The new shares in SSAB to be issued pursuant to the share exchange offer will be delivered to the book-entry accounts of the shareholders of Rautaruukki who have validly accepted the share exchange offer and who have not withdrawn their acceptance on or about July 31, 2014. NASDAQ OMX Helsinki has on 28 July, 2014 approved SSAB’s application regarding secondary listing of SSAB’s shares on the official list of NASDAQ OMX Helsinki. Trading in the new shares in SSAB is expected to commence on the official list of NASDAQ OMX Helsinki preliminarily on August 1, 2014.

SSAB’s intention is to acquire all of the shares in Rautaruukki.
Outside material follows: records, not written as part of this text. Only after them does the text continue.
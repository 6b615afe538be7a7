//! GPIO, LEDC PWM and busy-wait delay for ESP32 boards.
//!
//! `esp-idf-hal` drivers already implement the `embedded-hal` traits, but
//! with different error types for GPIO and LEDC. The thin wrappers here
//! share one [`Esp32HalError`], which is what [`MotorHardware`] needs.
//!
//! Lines are claimed by GPIO number at runtime, since motors can be added
//! over HTTP. [`Esp32Hardware`] refuses to hand out a GPIO twice until the
//! line is released again.

use std::collections::BTreeSet;
use std::fmt;

use embedded_hal::{digital, pwm};
use esp_idf_hal::delay::Ets;
use esp_idf_hal::gpio::{AnyOutputPin, Output, PinDriver};
use esp_idf_hal::ledc::{
    config::TimerConfig, LedcDriver, LedcTimerDriver, LowSpeed, Resolution, CHANNEL0, CHANNEL1, CHANNEL2, CHANNEL3,
    TIMER0, TIMER1, TIMER2, TIMER3,
};
use esp_idf_hal::prelude::*;
use esp_idf_hal::sys::EspError;
use log::debug;

use crate::traits::{MotorHardware, OutputPin, SetDutyCycle};

/// Number of independent PWM outputs (one LEDC timer + channel each).
pub const PWM_SLOTS: u8 = 4;

/// PWM resolution (10-bit = 1024 steps)
const PWM_RESOLUTION: Resolution = Resolution::Bits10;

// ============================================================================
// Error
// ============================================================================

/// Failure of an ESP32 line or claim.
#[derive(Debug)]
pub enum Esp32HalError {
    /// Driver call failed.
    Esp(EspError),
    /// GPIO already belongs to another motor.
    PinInUse(u8),
    /// All LEDC timer/channel pairs are taken.
    NoFreePwm,
}

impl fmt::Display for Esp32HalError {
    fn fmt(&self, f: &mut fmt::Formatter<'_>) -> fmt::Result {
        match self {
            Self::Esp(e) => write!(f, "esp-idf error: {e}"),
            Self::PinInUse(gpio) => write!(f, "GPIO{gpio} already in use"),
            Self::NoFreePwm => write!(f, "all {PWM_SLOTS} PWM outputs in use"),
        }
    }
}

impl std::error::Error for Esp32HalError {}

impl From<EspError> for Esp32HalError {
    fn from(e: EspError) -> Self {
        Self::Esp(e)
    }
}

impl digital::Error for Esp32HalError {
    fn kind(&self) -> digital::ErrorKind {
        digital::ErrorKind::Other
    }
}

impl pwm::Error for Esp32HalError {
    fn kind(&self) -> pwm::ErrorKind {
        pwm::ErrorKind::Other
    }
}

// ============================================================================
// Output line
// ============================================================================

/// Push-pull output on one GPIO.
pub struct Esp32Output {
    gpio: u8,
    driver: PinDriver<'static, AnyOutputPin, Output>,
}

impl Esp32Output {
    /// GPIO number of this line.
    pub fn gpio(&self) -> u8 {
        self.gpio
    }
}

impl digital::ErrorType for Esp32Output {
    type Error = Esp32HalError;
}

impl OutputPin for Esp32Output {
    fn set_low(&mut self) -> Result<(), Esp32HalError> {
        Ok(self.driver.set_low()?)
    }

    fn set_high(&mut self) -> Result<(), Esp32HalError> {
        Ok(self.driver.set_high()?)
    }
}

// ============================================================================
// PWM channel
// ============================================================================

/// LEDC channel with its own timer, 10-bit resolution.
pub struct Esp32Pwm {
    gpio: u8,
    slot: usize,
    driver: LedcDriver<'static>,
    // Dropped after the channel.
    _timer: LedcTimerDriver<'static, LowSpeed>,
}

impl Esp32Pwm {
    /// GPIO number of this channel.
    pub fn gpio(&self) -> u8 {
        self.gpio
    }
}

impl pwm::ErrorType for Esp32Pwm {
    type Error = Esp32HalError;
}

impl SetDutyCycle for Esp32Pwm {
    fn max_duty_cycle(&self) -> u16 {
        self.driver.get_max_duty().min(u32::from(u16::MAX)) as u16
    }

    fn set_duty_cycle(&mut self, duty: u16) -> Result<(), Esp32HalError> {
        Ok(self.driver.set_duty(u32::from(duty))?)
    }
}

// ============================================================================
// Pin provider
// ============================================================================

/// Hands out ESP32 lines by GPIO number.
///
/// # Example
///
/// ```ignore
/// use train_pulse::hal::esp32::Esp32Hardware;
/// use train_pulse::{Config, MotorRegistry};
///
/// let mut hw = Esp32Hardware::new();
/// let registry = MotorRegistry::from_config(&Config::default(), &mut hw)?;
/// ```
#[derive(Debug, Default)]
pub struct Esp32Hardware {
    claimed: BTreeSet<u8>,
    pwm_slots: [bool; PWM_SLOTS as usize],
}

impl Esp32Hardware {
    /// Create a provider with every GPIO and PWM slot free.
    ///
    /// The caller must not take the same GPIOs or LEDC timers 0-3 /
    /// channels 0-3 through `Peripherals` as well.
    pub fn new() -> Self {
        Self::default()
    }

    /// PWM slots still available.
    pub fn free_pwm_slots(&self) -> u8 {
        self.pwm_slots.iter().filter(|used| !**used).count() as u8
    }

    fn claim(&mut self, gpio: u8) -> Result<AnyOutputPin, Esp32HalError> {
        if !self.claimed.insert(gpio) {
            return Err(Esp32HalError::PinInUse(gpio));
        }
        // SAFETY: each GPIO number is handed out at most once until released.
        Ok(unsafe { AnyOutputPin::new(i32::from(gpio)) })
    }
}

/// Timer and channel for LEDC `slot`.
///
/// # Safety
///
/// `slot` must not be in use by another live [`Esp32Pwm`].
unsafe fn ledc(
    slot: usize,
    config: &TimerConfig,
    pin: AnyOutputPin,
) -> Result<(LedcTimerDriver<'static, LowSpeed>, LedcDriver<'static>), EspError> {
    match slot {
        0 => {
            let timer = LedcTimerDriver::new(TIMER0::<LowSpeed>::new(), config)?;
            let driver = LedcDriver::new(CHANNEL0::<LowSpeed>::new(), &timer, pin)?;
            Ok((timer, driver))
        }
        1 => {
            let timer = LedcTimerDriver::new(TIMER1::<LowSpeed>::new(), config)?;
            let driver = LedcDriver::new(CHANNEL1::<LowSpeed>::new(), &timer, pin)?;
            Ok((timer, driver))
        }
        2 => {
            let timer = LedcTimerDriver::new(TIMER2::<LowSpeed>::new(), config)?;
            let driver = LedcDriver::new(CHANNEL2::<LowSpeed>::new(), &timer, pin)?;
            Ok((timer, driver))
        }
        _ => {
            let timer = LedcTimerDriver::new(TIMER3::<LowSpeed>::new(), config)?;
            let driver = LedcDriver::new(CHANNEL3::<LowSpeed>::new(), &timer, pin)?;
            Ok((timer, driver))
        }
    }
}

impl MotorHardware for Esp32Hardware {
    type Error = Esp32HalError;
    type Output = Esp32Output;
    type Pwm = Esp32Pwm;
    type Delay = Ets;

    fn output(&mut self, gpio: u8) -> Result<Esp32Output, Esp32HalError> {
        let pin = self.claim(gpio)?;
        let driver = PinDriver::output(pin).map_err(|e| {
            self.claimed.remove(&gpio);
            Esp32HalError::Esp(e)
        })?;
        debug!("GPIO{} claimed as output", gpio);
        Ok(Esp32Output { gpio, driver })
    }

    fn pwm(&mut self, gpio: u8, frequency_hz: u32) -> Result<Esp32Pwm, Esp32HalError> {
        let slot = self
            .pwm_slots
            .iter()
            .position(|used| !used)
            .ok_or(Esp32HalError::NoFreePwm)?;
        let pin = self.claim(gpio)?;
        let config = TimerConfig::default()
            .frequency(frequency_hz.Hz())
            .resolution(PWM_RESOLUTION);

        // SAFETY: the slot is marked free, so no live channel uses its
        // timer/channel pair.
        let (timer, driver) = unsafe { ledc(slot, &config, pin) }.map_err(|e| {
            self.claimed.remove(&gpio);
            Esp32HalError::Esp(e)
        })?;
        self.pwm_slots[slot] = true;
        debug!("GPIO{} claimed as PWM slot {} @ {} Hz", gpio, slot, frequency_hz);
        Ok(Esp32Pwm {
            gpio,
            slot,
            driver,
            _timer: timer,
        })
    }

    fn release_output(&mut self, line: Esp32Output) {
        let gpio = line.gpio;
        drop(line);
        self.claimed.remove(&gpio);
        debug!("GPIO{} released", gpio);
    }

    fn release_pwm(&mut self, channel: Esp32Pwm) {
        let (gpio, slot) = (channel.gpio, channel.slot);
        drop(channel);
        self.claimed.remove(&gpio);
        self.pwm_slots[slot] = false;
        debug!("GPIO{} released, PWM slot {} free", gpio, slot);
    }

    fn delay(&mut self) -> Ets {
        Ets
    }
}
Immediately after SSAB acquires more than nine-tenths (9/10) of all of the shares in Rautaruukki and votes conferred by the shares, SSAB will present to Rautaruukki shareholders a redemption demand in accordance with the Finnish Companies Act. Accordingly, those shares that have not been tendered in the share exchange offer will be redeemed in the manner prescribed in the Finnish Companies Act.

This information is published by SSAB pursuant to the requirements of the Finnish Securities Market Act and the Swedish Securities Market Act. Submitted for publication at 8.00 am CET, July 29, 2014.
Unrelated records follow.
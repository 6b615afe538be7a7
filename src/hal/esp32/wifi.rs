//! Soft access point for ESP32.
//!
//! The controller hosts its own network so a phone can join it and open
//! the web UI, no existing WiFi needed.
//!
//! # Example
//!
//! ```ignore
//! use train_pulse::hal::esp32::Esp32AccessPoint;
//! use train_pulse::config::AccessPointConfig;
//!
//! let ap = Esp32AccessPoint::new(modem, sysloop, nvs, &AccessPointConfig::default())?;
//! log::info!("UI at http://{:?}/", ap.ip_addr());
//! ```

use std::net::Ipv4Addr;

use esp_idf_hal::modem::Modem;
use esp_idf_svc::eventloop::EspSystemEventLoop;
use esp_idf_svc::nvs::EspDefaultNvsPartition;
use esp_idf_svc::wifi::{AccessPointConfiguration, AuthMethod, BlockingWifi, Configuration, EspWifi};
use log::info;

use crate::config::AccessPointConfig;

/// Soft access point manager for ESP32.
///
/// The access point is started during construction and kept up for the
/// lifetime of this struct.
pub struct Esp32AccessPoint<'a> {
    wifi: BlockingWifi<EspWifi<'a>>,
}

impl<'a> Esp32AccessPoint<'a> {
    /// Start the access point.
    ///
    /// # Errors
    ///
    /// Returns an error if:
    /// - WiFi initialization fails
    /// - The SSID or passphrase does not fit the driver's limits
    /// - The AP interface does not come up
    pub fn new(
        modem: Modem,
        sysloop: EspSystemEventLoop,
        nvs: Option<EspDefaultNvsPartition>,
        config: &AccessPointConfig,
    ) -> anyhow::Result<Self> {
        let esp_wifi = EspWifi::new(modem, sysloop.clone(), nvs)?;
        let mut wifi = BlockingWifi::wrap(esp_wifi, sysloop)?;

        let mut ssid: heapless::String<32> = heapless::String::new();
        ssid.push_str(config.ssid.as_str())
            .map_err(|_| anyhow::anyhow!("SSID '{}' longer than 32 bytes", config.ssid))?;

        let mut password: heapless::String<64> = heapless::String::new();
        password
            .push_str(config.password.as_str())
            .map_err(|_| anyhow::anyhow!("passphrase longer than 64 bytes"))?;

        let auth_method = if config.is_open() {
            AuthMethod::None
        } else {
            AuthMethod::WPA2Personal
        };

        wifi.set_configuration(&Configuration::AccessPoint(AccessPointConfiguration {
            ssid,
            password,
            channel: config.channel,
            auth_method,
            max_connections: config.max_connections,
            ..Default::default()
        }))?;

        info!("starting access point '{}'", config.ssid);
        wifi.start()?;
        wifi.wait_netif_up()?;

        let ap = Self { wifi };
        if let Some(ip) = ap.ip_addr() {
            info!("access point up, IP: {}", ip);
        }
        Ok(ap)
    }

    /// Address of the controller on its own network.
    pub fn ip_addr(&self) -> Option<Ipv4Addr> {
        self.wifi
            .wifi()
            .ap_netif()
            .get_ip_info()
            .ok()
            .map(|info| info.ip)
    }

    /// Stop the access point.
    pub fn stop(&mut self) -> anyhow::Result<()> {
        self.wifi.stop()?;
        Ok(())
    }
}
For further information, please contact:

Andreas Koch, Head of Investor Relations, [email protected],
+46 8 45 45 729

Important notice

This release may not be released or otherwise distributed, in whole or in part, in or into the United States of America, Australia, Canada, Hong Kong, Japan, New Zealand, South Africa or any other jurisdiction where prohibited by applicable laws or rules. This release is not a share exchange offer document or a prospectus and as such does not constitute an offer or invitation to make a sales offer. Investors shall accept the share exchange offer for the shares only on the basis of the information provided in the share exchange offer document and prospectus in respect of the share exchange offer. Offers will not be made directly or indirectly in any jurisdiction where either an offer or participation therein is prohibited by applicable law or where any exchange offer document or registration or other requirements would apply in addition to those undertaken in Finland and Sweden.
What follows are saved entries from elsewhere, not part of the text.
//! Desktop server for trying the web UI without hardware.
//!
//! Runs the full HTTP API over mock lines, so you can:
//! - Open the web UI at http://localhost:8080
//! - Add motors and drive them from a browser or curl
//! - Watch every pin edge and PWM write in the log (`RUST_LOG=debug`)
//!
//! # Usage
//!
//! ```sh
//! cargo run --example desktop_server --features web
//! RUST_LOG=train_pulse=debug cargo run --example desktop_server --features web
//! ```
//!
//! # Configuration
//!
//! Edit the `Config::default()` call in `main()` to customize the fleet.

use std::sync::Arc;

use train_pulse::hal::{MockHardware, SignalTrace};
use train_pulse::services::{run_server, RequestRouter, SharedRegistry, WebServerConfig};
use train_pulse::{Config, MotorConfig, PinAssignment};
use tracing_subscriber::EnvFilter;

/// Desktop port; port 80 usually needs privileges.
const DESKTOP_PORT: u16 = 8080;

#[tokio::main]
async fn main() -> anyhow::Result<()> {
    tracing_subscriber::fmt()
        .with_env_filter(EnvFilter::try_from_default_env().unwrap_or_else(|_| EnvFilter::new("info")))
        .init();

    println!("=================================");
    println!("  train-pulse Desktop Server");
    println!("=================================");
    println!();

    // Default DirectPulse motor plus one H-bridge motor
    let config = Config::default().with_motor(MotorConfig::new("Shunter", 1_000, PinAssignment::bridge(14, 16, 15)));

    // The trace only grows, so keep it off for a long-running server.
    let hardware = MockHardware::new(SignalTrace::disabled());
    let shared = SharedRegistry::from_config(&config, hardware)
        .map_err(|e| anyhow::anyhow!("motor setup failed: {e}"))?;
    let router = Arc::new(RequestRouter::new(Arc::new(shared)));

    let web_config = WebServerConfig::from_config(&config.web.clone().with_port(DESKTOP_PORT));

    println!("Starting web server...");
    println!("  Web UI: http://{}", web_config.addr);
    println!("  API:    http://{}/status", web_config.addr);
    println!();
    println!("Press Ctrl+C to stop.");
    println!();

    run_server(router, web_config).await?;
    Ok(())
}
The share exchange offer document and prospectus in respect of the share exchange offer as well as related acceptance forms will not and may not be distributed, forwarded or transmitted into, in or from any jurisdiction where prohibited by applicable law. In particular, the share exchange offer is not being made, directly or indirectly, in or into, Australia, Canada, Hong Kong, Japan, New Zealand, South Africa or, subject to certain exceptions, the United States of America. The share exchange offer cannot be accepted from within Australia, Canada, Hong Kong, Japan, New Zealand, South Africa or, subject to certain exceptions, the United States of America.

The SSAB shares have not been and will not be registered under the U.S. Securities Act of 1933, as amended (the “Securities Act”), or under any of the relevant securities laws of any state or other jurisdiction of the United States of America. The SSAB shares may not be offered or sold in the United States of America, except pursuant to an exemption from the Securities Act or in a transaction not subject to the registration requirements of the Securities Act.

It should be noted that certain statements herein which are not historical facts, and statements preceded by “expects” or similar expressions, may be forward-looking statements. These statements are based on current decisions and plans and currently known factors. They involve risks and uncertainties which may cause the actual results to materially differ from the results currently expected.